O Facebook não só não é grátis como é amigo do alheio:
Zuckerberg enriqueceu a tirar dados de toda a gente sem
distinção de cor, género, credo ou bolsa

3. Resisti a entrar no Facebook até ir morar para o Brasil, em 2010. Como amostra do que se está a passar num lugar, em texto, imagem ou som, pode ser muito versátil, quanto mais, e mais variadas, forem as pessoas que seguimos, e isso aplicou-se tanto a Portugal nos anos brasileiros como se aplica ao Brasil desde que deixei de morar lá, e a todos os lugares onde criamos alguma raiz. Ao longo destes cinco anos, tenho suspendido o meu mural por dias ou meses, conforme preciso para trabalhar. Há mil maneiras de usar o Facebook, algumas mudaram de forma decisiva a pesquisa para textos ou livros, o acesso rápido a fontes, a localização de pessoas nos antípodas, o que é válido nos dois sentidos. Quem usa o Facebook para localizar gente também é facilmente localizável por desconhecidos. Ao longo destes anos houve muitos cruzamentos felizes por tudo isto (os infelizes foram, em geral, comentários que me devia ter abstido de fazer). Mas como uso o Facebook essencialmente para trabalho, o meu mural é totalmente aberto, portanto não publico imagens, sons ou textos de contextos privados, apenas materiais públicos ou que o venham a ser de alguma forma. Há murais fechados, ou mais fechados, que usam a rede como comunicação interna, privada, e muitos outras variantes. Seja como for, para quem trabalha longas horas ao computador, o Facebook facilmente se torna um queimador de tempo viciante. E, conjugado com todo o resto do tempo que passamos online, o mais provável é que esteja a mudar a escrita tal como a entendemos, A morte do romance foi decretada logo que o romance nasceu, mas talvez a questão agora seja como chamar à dispersão narrativa que a dispersão online produz.
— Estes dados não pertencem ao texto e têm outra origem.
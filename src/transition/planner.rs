//! Transition planning: diff two resolved layouts into an operation plan.
//!
//! The planner walks the union of component keys present in either layout
//! and classifies each key:
//!
//! - absent-or-invisible before, visible after: **fade in** at the target
//!   rectangle;
//! - visible before, absent-or-invisible after: **fade out** from the
//!   previous rectangle;
//! - visible on both sides with a differing rectangle: **move** carrying
//!   both rectangles; identical rectangles emit nothing.
//!
//! Planning is a pure function; the plan is inspectable data that is
//! discarded once its animation settles.

use std::collections::BTreeSet;

use serde::{Deserialize, Serialize};

use crate::model::{ComponentKey, Rect};
use crate::responsive::ResolvedLayout;

/// A pane disappearing during the transition.
#[derive(Debug, Clone, PartialEq, Serialize, Deserialize)]
pub struct FadeOut {
    /// The pane being faded out.
    pub key: ComponentKey,
    /// Its rectangle in the previous layout.
    pub from: Rect,
}

/// A pane appearing during the transition.
#[derive(Debug, Clone, PartialEq, Serialize, Deserialize)]
pub struct FadeIn {
    /// The pane being faded in.
    pub key: ComponentKey,
    /// Its rectangle in the next layout.
    pub to: Rect,
}

/// A pane sliding between two rectangles.
#[derive(Debug, Clone, PartialEq, Serialize, Deserialize)]
pub struct Move {
    /// The pane being moved.
    pub key: ComponentKey,
    /// Its rectangle in the previous layout.
    pub from: Rect,
    /// Its rectangle in the next layout.
    pub to: Rect,
}

/// The diff between two resolved layouts.
#[derive(Debug, Clone, Default, PartialEq, Serialize, Deserialize)]
pub struct TransitionPlan {
    /// Panes disappearing in phase 1.
    pub fade_out: Vec<FadeOut>,
    /// Panes appearing in phase 2.
    pub fade_in: Vec<FadeIn>,
    /// Panes sliding in phase 2.
    pub moves: Vec<Move>,
}

impl TransitionPlan {
    /// Whether the plan contains no operations at all.
    pub fn is_empty(&self) -> bool {
        self.fade_out.is_empty() && self.fade_in.is_empty() && self.moves.is_empty()
    }

    /// Total operation count, for logging and stats.
    pub fn len(&self) -> usize {
        self.fade_out.len() + self.fade_in.len() + self.moves.len()
    }
}

/// Diff `prev` against `next` into a [`TransitionPlan`].
///
/// `prev` is `None` on first activation: every visible pane in `next`
/// fades in.
pub fn plan(prev: Option<&ResolvedLayout>, next: &ResolvedLayout) -> TransitionPlan {
    let mut keys: BTreeSet<&ComponentKey> = next.components.keys().collect();
    if let Some(prev) = prev {
        keys.extend(prev.components.keys());
    }

    let mut plan = TransitionPlan::default();
    for key in keys {
        let before = prev.and_then(|p| p.component(key)).filter(|p| p.visible);
        let after = next.component(key).filter(|p| p.visible);
        match (before, after) {
            (None, Some(after)) => plan.fade_in.push(FadeIn {
                key: key.clone(),
                to: after.rect,
            }),
            (Some(before), None) => plan.fade_out.push(FadeOut {
                key: key.clone(),
                from: before.rect,
            }),
            (Some(before), Some(after)) => {
                if !before.rect.approx_eq(&after.rect) {
                    plan.moves.push(Move {
                        key: key.clone(),
                        from: before.rect,
                        to: after.rect,
                    });
                }
            }
            (None, None) => {}
        }
    }
    plan
}

#[cfg(test)]
#[path = "planner_tests.rs"]
mod planner_tests;
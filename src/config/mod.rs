//! Configuration module.

pub mod loader;

pub use loader::{
    apply_cli_overrides, apply_env_overrides, default_config_path, default_log_path,
    load_config_file, load_config_with_precedence, merge_config, ConfigError, ConfigFile,
    EngineConfig,
};
//! Breakpoint classification and responsive resolution.
//!
//! Resolution always starts from the canonical base [`LayoutDefinition`]
//! and shallow-merges the override set for the requested breakpoint, so
//! resolving a resolved layout again is structurally a no-op: the base is
//! immutable and overrides are never chained.

use std::collections::BTreeMap;

use serde::{Deserialize, Serialize};

use crate::model::{ComponentKey, ComponentPlacement, LayoutDefinition, LayoutId};

/// Named viewport-size bucket selecting which overrides apply.
///
/// Ordered smallest to largest so it can key a `BTreeMap` and sort
/// override sets deterministically.
#[derive(
    Debug, Clone, Copy, PartialEq, Eq, PartialOrd, Ord, Hash, Serialize, Deserialize,
)]
#[serde(rename_all = "lowercase")]
pub enum Breakpoint {
    /// Narrow viewports (phones).
    Mobile,
    /// Mid-size viewports (tablets, split windows).
    Tablet,
    /// Everything wider.
    Desktop,
}

impl Breakpoint {
    /// Classify a viewport width against fixed thresholds.
    pub fn classify(width: u32, thresholds: &BreakpointThresholds) -> Breakpoint {
        if width <= thresholds.mobile_max {
            Breakpoint::Mobile
        } else if width <= thresholds.tablet_max {
            Breakpoint::Tablet
        } else {
            Breakpoint::Desktop
        }
    }
}

/// Width thresholds for the fallback classifier, in CSS pixels.
#[derive(Debug, Clone, Copy, PartialEq, Eq, Serialize, Deserialize)]
pub struct BreakpointThresholds {
    /// Widths at or below this are mobile.
    pub mobile_max: u32,
    /// Widths at or below this (and above `mobile_max`) are tablet.
    pub tablet_max: u32,
}

impl Default for BreakpointThresholds {
    fn default() -> Self {
        Self {
            mobile_max: 768,
            tablet_max: 1024,
        }
    }
}

/// External viewport classifier.
///
/// The host environment owns viewport tracking; the engine only consumes
/// the resulting bucket. [`WidthThresholdClassifier`] is the fallback when
/// the host supplies nothing.
pub trait BreakpointClassifier {
    /// Map a viewport width in pixels to a breakpoint bucket.
    fn classify(&self, width: u32) -> Breakpoint;
}

/// Fallback classifier using fixed width thresholds.
#[derive(Debug, Clone, Default)]
pub struct WidthThresholdClassifier {
    thresholds: BreakpointThresholds,
}

impl WidthThresholdClassifier {
    /// Classifier with explicit thresholds.
    pub fn new(thresholds: BreakpointThresholds) -> Self {
        Self { thresholds }
    }
}

impl BreakpointClassifier for WidthThresholdClassifier {
    fn classify(&self, width: u32) -> Breakpoint {
        Breakpoint::classify(width, &self.thresholds)
    }
}

/// A layout after breakpoint overrides have been merged in.
///
/// Exactly one concrete placement per component key; this is what the
/// planner diffs and the animator applies.
#[derive(Debug, Clone, PartialEq, Serialize, Deserialize)]
pub struct ResolvedLayout {
    /// Id of the definition this was resolved from.
    pub layout_id: LayoutId,
    /// Breakpoint the overrides were taken from.
    pub breakpoint: Breakpoint,
    /// Concrete placement for every pane.
    pub components: BTreeMap<ComponentKey, ComponentPlacement>,
}

impl ResolvedLayout {
    /// Look up the concrete placement for a component key.
    pub fn component(&self, key: &ComponentKey) -> Option<&ComponentPlacement> {
        self.components.get(key)
    }

    /// Whether `key` names a visible pane in this layout.
    pub fn is_visible(&self, key: &ComponentKey) -> bool {
        self.components.get(key).is_some_and(|p| p.visible)
    }

    /// Rebuild a definition whose base placements are the resolved ones.
    ///
    /// Validation rules check definitions, but gating decisions must see
    /// the placements a viewer would actually get: an override can push a
    /// pane below its minimum even when the base layout is fine. The
    /// returned definition carries `source`'s identity, metadata and
    /// override table with the merged placements substituted in.
    pub fn as_definition(&self, source: &LayoutDefinition) -> LayoutDefinition {
        let mut definition = source.clone();
        definition.components = self.components.clone();
        definition
    }
}

/// Merge a layout's base placements with its overrides for `breakpoint`.
///
/// Override fields win; unspecified fields retain base values. When no
/// override set is registered for the breakpoint, the base placements are
/// returned unchanged. Override entries for keys the base layout does not
/// contain are ignored.
pub fn resolve(layout: &LayoutDefinition, breakpoint: Breakpoint) -> ResolvedLayout {
    let mut components = layout.components.clone();
    if let Some(set) = layout.overrides.get(&breakpoint) {
        for (key, ov) in set {
            if let Some(base) = layout.components.get(key) {
                components.insert(key.clone(), base.merged(ov));
            }
        }
    }
    ResolvedLayout {
        layout_id: layout.id.clone(),
        breakpoint,
        components,
    }
}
4. Acredito na descriminalização de tudo o que só envolve um indivíduo soberano (o consumo de qualquer droga, por exemplo), portanto acredito que entre adição e rejeição cada um saberá como quer (ou não) usar as redes sociais. O Facebook tanto pode ser uma perda de tempo como um instrumento de combate ou a extracção de mais-valia. Se Zuckerberg é a 8ª pessoa mais rica do planeta, há que manter presente de onde essa riqueza vem ao fazer log in. Cada um será tanto mais livre quanto melhor souber o que está a dar, e o limite dessa liberdade é não dar o que não é de cada um: a privacidade de terceiros que não deram (ou não podem dar) permissão para isso.